Wincing, I tried to force that out of my mind, too.
I couldn’t, though, not at first.
Knowing he’d probably told them for operational reasons didn’t help; nor did it remove the feeling of betrayal I’d felt when I came out of that farmhouse and realized they’d all been talking about me. Dalejem and I may have fought, but I honestly hadn’t thought he actively disliked me until that moment. Since the op in NORAD, I’d reassessed that impression, leaning towards the operational thing again, but truthfully, I had no idea what he was thinking.
I hadn’t known how to ask him that either, or even if I should.
Either way, I didn’t want to talk about the thing with Dragon with any of them. I honestly didn’t see the point. I barely remembered the act itself. I had no idea why he’d done it, or what he wanted from me. Whatever he’d done to my light, I couldn’t explain my reaction to any of them. I wasn’t the kind of person who felt like talking solved much anyway.

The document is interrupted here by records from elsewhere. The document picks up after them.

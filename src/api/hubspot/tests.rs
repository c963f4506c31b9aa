//! Unit tests for HubSpot endpoint plumbing

use super::*;

fn status_of(err: IntegrationError) -> StatusCode {
    AppError::from(err).into_response().status()
}

#[test]
fn test_client_errors_map_to_400() {
    assert_eq!(
        status_of(IntegrationError::ProviderError("access_denied".to_string())),
        StatusCode::BAD_REQUEST
    );
    assert_eq!(status_of(IntegrationError::StateMismatch), StatusCode::BAD_REQUEST);
    assert_eq!(
        status_of(IntegrationError::CredentialsNotFound),
        StatusCode::BAD_REQUEST
    );
    assert_eq!(
        status_of(IntegrationError::MissingAccessToken),
        StatusCode::BAD_REQUEST
    );
    assert_eq!(
        status_of(IntegrationError::MissingIdentifier("user_id")),
        StatusCode::BAD_REQUEST
    );
}

#[test]
fn test_upstream_status_is_mirrored() {
    assert_eq!(
        status_of(IntegrationError::TokenExchangeFailed {
            status: 401,
            body: "unauthorized".to_string(),
        }),
        StatusCode::UNAUTHORIZED
    );
    assert_eq!(
        status_of(IntegrationError::UpstreamFetchFailed {
            status: 429,
            body: "slow down".to_string(),
        }),
        StatusCode::TOO_MANY_REQUESTS
    );
}

#[test]
fn test_non_error_upstream_status_becomes_500() {
    assert_eq!(upstream_status(302), StatusCode::INTERNAL_SERVER_ERROR);
    assert_eq!(upstream_status(999), StatusCode::INTERNAL_SERVER_ERROR);
    assert_eq!(upstream_status(503), StatusCode::SERVICE_UNAVAILABLE);
}

#[test]
fn test_store_failure_is_500() {
    let err = IntegrationError::Store(crate::store::StoreError::Connection("refused".to_string()));
    assert_eq!(status_of(err), StatusCode::INTERNAL_SERVER_ERROR);
}

#[test]
fn test_oauth_callback_deserialization() {
    // Success case
    let query = "code=auth_code_123&state=%7B%22state%22%3A%22abc%22%7D";
    let callback: CallbackParams = serde_urlencoded::from_str(query).unwrap();
    assert_eq!(callback.code.as_deref(), Some("auth_code_123"));
    assert_eq!(callback.state.as_deref(), Some(r#"{"state":"abc"}"#));
    assert_eq!(callback.error, None);

    // Error case
    let query = "error=access_denied&error_description=User+cancelled";
    let callback: CallbackParams = serde_urlencoded::from_str(query).unwrap();
    assert_eq!(callback.error.as_deref(), Some("access_denied"));
    assert_eq!(callback.error_description.as_deref(), Some("User cancelled"));
    assert_eq!(callback.code, None);
}

#[test]
fn test_identity_form_defaults_missing_fields() {
    let form: IdentityForm = serde_urlencoded::from_str("user_id=u1").unwrap();
    assert_eq!(form.user_id, "u1");
    assert_eq!(form.org_id, "");
}

#[test]
fn test_close_window_html() {
    assert!(CLOSE_WINDOW_HTML.contains("window.close()"));
}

Besides, there was only one person I really wanted to talk to…and he was the one person I couldn’t talk to right then.
But I couldn’t start thinking about Revik again.

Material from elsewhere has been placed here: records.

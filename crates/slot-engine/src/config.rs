//! Working hours and slot parameters, passed explicitly into the engine.

use chrono::{Datelike, NaiveDate, Weekday};
use serde::{Deserialize, Serialize};

use crate::clock::ClockTime;
use crate::error::{Result, ScheduleError};
use crate::slots::{SlotMode, SlotParams, DEFAULT_GRANULARITY};

const OFFICE_OPENS: ClockTime = ClockTime::hm(9, 0);
const OFFICE_CLOSES: ClockTime = ClockTime::hm(17, 0);

/// Whole-hour bounds of the bookable part of a day.
#[derive(Debug, Clone, Copy, PartialEq, Eq, Serialize, Deserialize)]
#[serde(default)]
pub struct WorkingWindow {
    pub start_hour: u32,
    pub end_hour: u32,
}

impl Default for WorkingWindow {
    fn default() -> Self {
        WorkingWindow {
            start_hour: 9,
            end_hour: 18,
        }
    }
}

impl WorkingWindow {
    pub fn new(start_hour: u32, end_hour: u32) -> Self {
        WorkingWindow {
            start_hour,
            end_hour,
        }
    }

    /// A window that opens at or after it closes offers no slots.
    pub fn is_empty(&self) -> bool {
        self.start_hour >= self.end_hour
    }

    /// The window as `(start, end)` clock times.
    ///
    /// # Errors
    /// Returns `ScheduleError::InvalidTime` if either hour is past 24.
    pub fn bounds(&self) -> Result<(ClockTime, ClockTime)> {
        let hour = |h: u32| {
            ClockTime::from_hour(h).ok_or_else(|| ScheduleError::InvalidTime(format!("{h}:00")))
        };
        Ok((hour(self.start_hour)?, hour(self.end_hour)?))
    }
}

/// Working hours for one weekday.
#[derive(Debug, Clone, Copy, PartialEq, Eq, Serialize, Deserialize)]
pub struct DaySchedule {
    pub start: ClockTime,
    pub end: ClockTime,
    pub is_working_day: bool,
}

impl DaySchedule {
    pub fn working(start: ClockTime, end: ClockTime) -> Self {
        DaySchedule {
            start,
            end,
            is_working_day: true,
        }
    }

    pub fn day_off() -> Self {
        DaySchedule {
            is_working_day: false,
            ..Self::office_hours()
        }
    }

    fn office_hours() -> Self {
        DaySchedule {
            start: OFFICE_OPENS,
            end: OFFICE_CLOSES,
            is_working_day: true,
        }
    }
}

/// Per-weekday working hours. Defaults to Monday-Friday 09:00-17:00.
#[derive(Debug, Clone, PartialEq, Eq, Serialize, Deserialize)]
#[serde(default)]
pub struct WeeklySchedule {
    pub monday: DaySchedule,
    pub tuesday: DaySchedule,
    pub wednesday: DaySchedule,
    pub thursday: DaySchedule,
    pub friday: DaySchedule,
    pub saturday: DaySchedule,
    pub sunday: DaySchedule,
}

impl Default for WeeklySchedule {
    fn default() -> Self {
        let weekday = DaySchedule::office_hours();
        WeeklySchedule {
            monday: weekday,
            tuesday: weekday,
            wednesday: weekday,
            thursday: weekday,
            friday: weekday,
            saturday: DaySchedule::day_off(),
            sunday: DaySchedule::day_off(),
        }
    }
}

impl WeeklySchedule {
    pub fn day(&self, weekday: Weekday) -> &DaySchedule {
        match weekday {
            Weekday::Mon => &self.monday,
            Weekday::Tue => &self.tuesday,
            Weekday::Wed => &self.wednesday,
            Weekday::Thu => &self.thursday,
            Weekday::Fri => &self.friday,
            Weekday::Sat => &self.saturday,
            Weekday::Sun => &self.sunday,
        }
    }

    pub fn set_day(&mut self, weekday: Weekday, schedule: DaySchedule) {
        let slot = match weekday {
            Weekday::Mon => &mut self.monday,
            Weekday::Tue => &mut self.tuesday,
            Weekday::Wed => &mut self.wednesday,
            Weekday::Thu => &mut self.thursday,
            Weekday::Fri => &mut self.friday,
            Weekday::Sat => &mut self.saturday,
            Weekday::Sun => &mut self.sunday,
        };
        *slot = schedule;
    }

    pub fn for_date(&self, date: NaiveDate) -> &DaySchedule {
        self.day(date.weekday())
    }

    fn days(&self) -> [(Weekday, &DaySchedule); 7] {
        [
            (Weekday::Mon, &self.monday),
            (Weekday::Tue, &self.tuesday),
            (Weekday::Wed, &self.wednesday),
            (Weekday::Thu, &self.thursday),
            (Weekday::Fri, &self.friday),
            (Weekday::Sat, &self.saturday),
            (Weekday::Sun, &self.sunday),
        ]
    }
}

/// Everything the scheduler needs besides the store.
#[derive(Debug, Clone, PartialEq, Eq, Serialize, Deserialize)]
#[serde(default)]
pub struct SchedulerConfig {
    /// Window used when a slot request names no hours.
    pub window: WorkingWindow,
    /// Slot length in minutes when a request names none.
    pub slot_duration: u32,
    /// Minutes between candidate starts and between booked marks.
    pub granularity: u32,
    pub slot_mode: SlotMode,
    pub week: WeeklySchedule,
    /// Block length used by the empty-hours computation.
    pub empty_slot_minutes: u32,
}

impl Default for SchedulerConfig {
    fn default() -> Self {
        SchedulerConfig {
            window: WorkingWindow::default(),
            slot_duration: 30,
            granularity: DEFAULT_GRANULARITY,
            slot_mode: SlotMode::default(),
            week: WeeklySchedule::default(),
            empty_slot_minutes: 60,
        }
    }
}

impl SchedulerConfig {
    /// Parse a JSON config. Missing fields take their defaults.
    ///
    /// # Errors
    /// Returns `ScheduleError::InvalidConfig` if the JSON does not decode or the
    /// result fails [`validate`](Self::validate).
    pub fn from_json_str(json: &str) -> Result<Self> {
        let config: SchedulerConfig =
            serde_json::from_str(json).map_err(|e| ScheduleError::InvalidConfig(e.to_string()))?;
        config.validate()?;
        Ok(config)
    }

    /// # Errors
    /// Returns `ScheduleError::InvalidConfig` when the granularity does not evenly
    /// divide an hour, a duration is zero, the default window reaches past 24:00,
    /// or a working day does not start before it ends.
    pub fn validate(&self) -> Result<()> {
        if self.granularity == 0 || 60 % self.granularity != 0 {
            return Err(ScheduleError::InvalidConfig(format!(
                "granularity {} does not evenly divide an hour",
                self.granularity
            )));
        }
        if self.slot_duration == 0 {
            return Err(ScheduleError::InvalidConfig(
                "slot_duration must be positive".to_string(),
            ));
        }
        if self.empty_slot_minutes == 0 {
            return Err(ScheduleError::InvalidConfig(
                "empty_slot_minutes must be positive".to_string(),
            ));
        }
        self.window
            .bounds()
            .map_err(|e| ScheduleError::InvalidConfig(format!("window: {e}")))?;
        for (weekday, day) in self.week.days() {
            if day.is_working_day && day.start >= day.end {
                return Err(ScheduleError::InvalidConfig(format!(
                    "{weekday} starts at {} but ends at {}",
                    day.start, day.end
                )));
            }
        }
        Ok(())
    }

    /// Slot parameters for a request, falling back to the configured duration.
    pub fn slot_params(&self, duration: Option<u32>) -> SlotParams {
        SlotParams {
            duration: duration.unwrap_or(self.slot_duration),
            granularity: self.granularity,
            mode: self.slot_mode,
        }
    }
}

I had to get out of there. I’d been lying on that floor too long already. The thought of having someone find me like this, sprawled out naked in the showers, got me moving again.

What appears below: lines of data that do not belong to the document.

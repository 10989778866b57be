//! String-typed entry points for the appointment-management and UI layers.
//!
//! [`Scheduler`] owns a store, a notifier and a [`SchedulerConfig`]. Each call
//! reads the day it needs, computes, and returns; nothing is cached between
//! calls. The availability check is advisory: two callers racing between
//! "check" and "book" can both see a free slot, so booking must be serialized
//! by whoever writes to the store.

use chrono::NaiveDate;
use serde::Serialize;
use tracing::{debug, warn};

use crate::appointment::{AppointmentId, TimeInterval};
use crate::clock::{parse_date, ClockTime};
use crate::config::{SchedulerConfig, WorkingWindow};
use crate::conflict::{conflicts_in_store, is_time_available};
use crate::error::Result;
use crate::freebusy::{empty_hours_report, free_periods, EmptyHoursReport, FreePeriod};
use crate::notify::{NoopNotifier, Notifier};
use crate::slots::{format_slots, slots_for_date, SlotListing};
use crate::store::{fetch_day, AppointmentStore};

/// A proposed booking or reschedule.
#[derive(Debug, Clone, PartialEq, Eq, Serialize)]
pub struct BookingRequest {
    pub date: NaiveDate,
    pub start: ClockTime,
    pub end: ClockTime,
    pub patient_id: Option<i64>,
    /// The appointment being moved, ignored when checking for conflicts.
    pub exclude_id: Option<AppointmentId>,
}

impl BookingRequest {
    pub fn new(date: NaiveDate, start: ClockTime, end: ClockTime) -> Self {
        BookingRequest {
            date,
            start,
            end,
            patient_id: None,
            exclude_id: None,
        }
    }

    /// Parse `YYYY-MM-DD` / `HH:MM` inputs.
    pub fn parse(date: &str, start: &str, end: &str) -> Result<Self> {
        Ok(Self::new(parse_date(date)?, start.parse()?, end.parse()?))
    }

    pub fn for_patient(mut self, patient_id: i64) -> Self {
        self.patient_id = Some(patient_id);
        self
    }

    /// Mark this request as moving an existing appointment.
    pub fn rescheduling(mut self, id: AppointmentId) -> Self {
        self.exclude_id = Some(id);
        self
    }
}

#[derive(Debug, Clone, PartialEq, Eq, Serialize)]
#[serde(tag = "outcome", rename_all = "lowercase")]
pub enum BookingOutcome {
    Accepted,
    Rejected { conflicting_ids: Vec<AppointmentId> },
}

/// The result of a [`Scheduler::propose`] call, as handed to the notifier.
#[derive(Debug, Clone, PartialEq, Eq, Serialize)]
pub struct BookingDecision {
    pub request: BookingRequest,
    #[serde(flatten)]
    pub outcome: BookingOutcome,
}

impl BookingDecision {
    pub fn is_accepted(&self) -> bool {
        matches!(self.outcome, BookingOutcome::Accepted)
    }
}

pub struct Scheduler<S, N = NoopNotifier> {
    store: S,
    notifier: N,
    config: SchedulerConfig,
}

impl<S: AppointmentStore> Scheduler<S> {
    /// A scheduler with default configuration and no notifications.
    pub fn new(store: S) -> Self {
        Scheduler {
            store,
            notifier: NoopNotifier,
            config: SchedulerConfig::default(),
        }
    }
}

impl<S: AppointmentStore, N: Notifier> Scheduler<S, N> {
    pub fn with_notifier<M: Notifier>(self, notifier: M) -> Scheduler<S, M> {
        Scheduler {
            store: self.store,
            notifier,
            config: self.config,
        }
    }

    /// # Errors
    /// Returns `ScheduleError::InvalidConfig` if `config` fails validation.
    pub fn with_config(mut self, config: SchedulerConfig) -> Result<Self> {
        config.validate()?;
        self.config = config;
        Ok(self)
    }

    pub fn config(&self) -> &SchedulerConfig {
        &self.config
    }

    pub fn store(&self) -> &S {
        &self.store
    }

    /// Mutable access for embedders whose store is also their write model.
    pub fn store_mut(&mut self) -> &mut S {
        &mut self.store
    }

    /// `true` iff `[start, end)` on `date` overlaps no non-cancelled appointment
    /// other than `exclude_id`.
    ///
    /// # Errors
    /// `InvalidDate` / `InvalidTime` for unparseable input, `InvalidInterval` when
    /// `start >= end`, `Retrieval` when the store fails.
    pub fn is_time_available(
        &self,
        date: &str,
        start: &str,
        end: &str,
        exclude_id: Option<AppointmentId>,
    ) -> Result<bool> {
        let date = parse_date(date)?;
        is_time_available(&self.store, date, start.parse()?, end.parse()?, exclude_id)
    }

    /// Start times (`HH:MM`) at which a `duration`-minute slot fits between
    /// `start_hour:00` and `end_hour:00`. Unset arguments use the configured
    /// defaults (30 minutes, 9 to 18).
    ///
    /// `start_hour >= end_hour` yields an empty list without reading the store.
    ///
    /// # Errors
    /// `InvalidDate`, `InvalidDuration` for a zero duration or one longer than a
    /// day, `InvalidTime` for an hour past 24 in a non-empty window, `Retrieval`
    /// when the store fails.
    pub fn get_available_time_slots(
        &self,
        date: &str,
        duration: Option<u32>,
        start_hour: Option<u32>,
        end_hour: Option<u32>,
    ) -> Result<Vec<String>> {
        let date = parse_date(date)?;
        let window = WorkingWindow::new(
            start_hour.unwrap_or(self.config.window.start_hour),
            end_hour.unwrap_or(self.config.window.end_hour),
        );
        if window.is_empty() {
            debug!(%date, ?window, "empty working window");
            return Ok(Vec::new());
        }
        let (window_start, window_end) = window.bounds()?;
        let params = self.config.slot_params(duration);
        let slots = slots_for_date(&self.store, date, window_start, window_end, &params)?;
        Ok(format_slots(&slots))
    }

    /// [`get_available_time_slots`](Self::get_available_time_slots) for callers
    /// that must always render something. Failures come back as an empty,
    /// degraded listing carrying the error.
    pub fn slots_or_empty(
        &self,
        date: &str,
        duration: Option<u32>,
        start_hour: Option<u32>,
        end_hour: Option<u32>,
    ) -> SlotListing {
        let listing = SlotListing::from(self.get_available_time_slots(date, duration, start_hour, end_hour));
        if let Some(err) = &listing.degraded {
            warn!(date, error = %err, "slot listing degraded to empty");
        }
        listing
    }

    /// Slots inside the weekly schedule's hours for `date`'s weekday. Days off
    /// have no slots.
    ///
    /// # Errors
    /// Same as [`get_available_time_slots`](Self::get_available_time_slots).
    pub fn slots_for_day(&self, date: &str, duration: Option<u32>) -> Result<Vec<String>> {
        let date = parse_date(date)?;
        let day = self.config.week.for_date(date);
        let params = self.config.slot_params(duration);
        if !day.is_working_day {
            debug!(%date, "not a working day");
            return Ok(Vec::new());
        }
        let slots = slots_for_date(&self.store, date, day.start, day.end, &params)?;
        Ok(format_slots(&slots))
    }

    /// Contiguous free periods inside the configured default window.
    ///
    /// # Errors
    /// `InvalidDate`, `InvalidTime` for a window past 24:00, `Retrieval`.
    pub fn free_periods(&self, date: &str) -> Result<Vec<FreePeriod>> {
        let date = parse_date(date)?;
        let (window_start, window_end) = self.config.window.bounds()?;
        let appointments = fetch_day(&self.store, date)?;
        Ok(free_periods(&appointments, window_start, window_end))
    }

    /// Unbooked working blocks of `empty_slot_minutes` for every day in
    /// `from..=to`, following the weekly schedule.
    ///
    /// # Errors
    /// `InvalidDate`, `Retrieval`.
    pub fn empty_hours(&self, from: &str, to: &str) -> Result<EmptyHoursReport> {
        empty_hours_report(
            &self.store,
            &self.config.week,
            parse_date(from)?,
            parse_date(to)?,
            self.config.empty_slot_minutes,
        )
    }

    /// Check a booking against the store and tell the notifier the outcome.
    ///
    /// Invalid input and retrieval failures are returned as errors and never
    /// reach the notifier.
    ///
    /// # Errors
    /// `InvalidInterval` when `start >= end`, `Retrieval` when the store fails.
    pub fn propose(&self, request: BookingRequest) -> Result<BookingDecision> {
        let candidate = TimeInterval::new(request.date, request.start, request.end)?;
        let conflicts = conflicts_in_store(&self.store, &candidate, request.exclude_id)?;

        let outcome = if conflicts.is_empty() {
            BookingOutcome::Accepted
        } else {
            let conflicting_ids: Vec<AppointmentId> =
                conflicts.iter().map(|c| c.appointment.id).collect();
            warn!(
                date = %request.date,
                start = %request.start,
                end = %request.end,
                ?conflicting_ids,
                "booking rejected"
            );
            BookingOutcome::Rejected { conflicting_ids }
        };

        let decision = BookingDecision { request, outcome };
        self.notifier.notify(&decision);
        Ok(decision)
    }
}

When I pulled myself up off the tile the second time, the pain in my leg shot up to my back. I ignored it, fighting myself upright in another burst of effort and straining arm muscles, my light halfway out of my body as I struggled to control my mind.
For a long moment, I didn’t think I’d be able to do it.
I could feel the part of me trying to run away.
I could feel the part of me that would do anything…anything…to get away from this.
But I couldn’t…I knew that, too.
Hurry, Allie… The words echoed there, hurting me. Hurry, baby…please…
I stood outside his door for longer than I should have.
A lot longer maybe, given that anyone could have walked down that hall. Anyone could have seen me there…with their eyes, I mean, since I had such a stranglehold on my shield I doubted even Balidor could have seen past it at that point. I continued to grip that shield obsessively, mostly so the person inside wouldn’t know I was there.
Well, not until I’d decided whether to knock.
I did knock though. Eventually.
Rapping hard on the door with my bruised knuckles, I dropped my cloak just enough that he’d know who it was, even as I slid a more military-esque flavor into my aleimi.
His absent summons told me he wasn’t asleep at least.
In that bare second before I reached for the door handle, I honestly wasn’t sure if that relieved me or not.
Swinging the door inward, I walked in without speaking only to stop short, startled to find him in bed. His mattress didn’t look much better than mine. It definitely appeared to sink too low where he sat up near his pillow, his back against the bent wooden backboard that leaned on the wall. He wore a dark green T-shirt that might have been military issue but that I suspected wasn’t. For the first time I noticed he had a tattoo on his arm, of the Sword and Sun.
Of course he did.
Feeling my jaw clench slightly, I returned my gaze to his face, only to find him staring at me with his green, violet-ringed eyes.
They shocked me a little, after the duller contacts.
“Esteemed Bridge?” Dalejem said. He kept his voice carefully polite, verging on businesslike. “Can I help you? I was about to turn in.”
I averted my gaze, making an awkward sound.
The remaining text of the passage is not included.